Despite its self-aware irony, there are still glorious moments when the film loses itself in its own ridiculousness. A few action set pieces, particularly a downhill slide and a rooftop battle, are the kind of far-fetched, detached-from-physics kind of fun that you’d expect in franchises like Fast & Furious and, less effectively, Transformers. The movie’s villains, a mech soldier Shredder & a corporate prick William Fichtner, are genuinely terrifying figures worthy of the film’s dark tone. There’s a “beating up the bad guys” vibe in the way the villains are dealt with that feels more like a sincere kids-playing-with-action-figures kind of storytelling than some of the film’s more ironic detachment. The found footage sequence briefly mentioned above, however, finds the film losing itself in its own ridiculousness more than any other. In this scene investigative reporter April O’Neil is digging through her childhood camcorder recordings only to discover that she herself raised the Ninja Turtles as pets in her father’s laboratory. April O’Neil is the source of the Turtles’ affinity for Pizza Hut® pizza; she is the one who named them after Renaissance painters; she is the one that saved their lives by casting them to the sewer. It’s a highly unlikely connection that the film makes & one I greatly appreciate for its lunacy.

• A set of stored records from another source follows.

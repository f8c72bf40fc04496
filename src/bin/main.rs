use std::{process::ExitCode, sync::Arc};

use anyhow::{Context, Result};
use ifstats::{
    options::{self, args},
    utils::cancellation_token::CancellationToken,
};

fn main() -> Result<ExitCode> {
    let args = args::get_args();

    #[cfg(feature = "logging")]
    {
        if let Some(path) = &args.other_args.debug_log {
            ifstats::utils::logging::init_logger(log::LevelFilter::Debug, path)
                .context("Unable to set up the debug log.")?;
        }
    }

    let options = options::init(&args)
        .context("Unable to properly parse or create the config file, or parse the arguments.")?;
    let reader = options
        .build_reader()
        .context("Found an issue while trying to set up the stats reader.")?;

    let cancellation_token = Arc::new(CancellationToken::default());
    {
        let cancellation_token = cancellation_token.clone();
        ctrlc::set_handler(move || {
            cancellation_token.cancel();
        })
        .context("Unable to set up the interrupt handler.")?;
    }

    let interface = options.interface.as_str();
    let mut polls: u64 = 0;

    loop {
        let succeeded = match reader.read(interface) {
            Ok(stats) => {
                println!("{interface} {stats}");
                true
            }
            Err(failure) => {
                eprintln!("{interface}: {failure}");
                false
            }
        };

        polls += 1;

        let done = options.count.is_some_and(|count| polls >= count)
            || cancellation_token.sleep_with_cancellation(options.rate);

        if done {
            return Ok(if succeeded {
                ExitCode::SUCCESS
            } else {
                ExitCode::FAILURE
            });
        }
    }
}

There’s even a sense of purpose to the film’s hideous creature design. After April saves the infant Turtles by sending them underground they go through a strange transformation. Through a brief stop-animation effect & training montage, the cute-as-a-button Turtles morph into the ugly, alien-looking things that have been derided since the movie was first advertised. It was only until actually watching the film (as opposed to the ads) that I realized their ugliness had a purpose (even if it wasn’t intentional): puberty. The “Teenage” part of the characters’ namesake is stressed heavily in this incarnation. Their awkward, not-at-all-right appearance is only the tip of the pubescent iceberg. The teenage Turtles are hormonally violent, potentially dangerous young men who dream about running away from home as soon as they’re old enough and spend way too much money on their vehicle in the meantime. They struggle with creaky voices, fart openly, listen to loud music, get coked out on high doses of adrenalin, and have to answer to an angry rodent father figure when they miss their curfew. The most off-putting detail of all is the way they constantly hit on a nonplussed April O’Neil, calling “dibs” on her & whispering “She’s so hot I can feel my shell tightening” in moments of unearned, unseemly bravado, but also excitedly freaking out when she actually responds to them, bragging “I totally talked to a girl!” The Turtles are just as much teenagers as they are ninjas in the film and it’s just as awkward & disgusting as teenagers are in real life.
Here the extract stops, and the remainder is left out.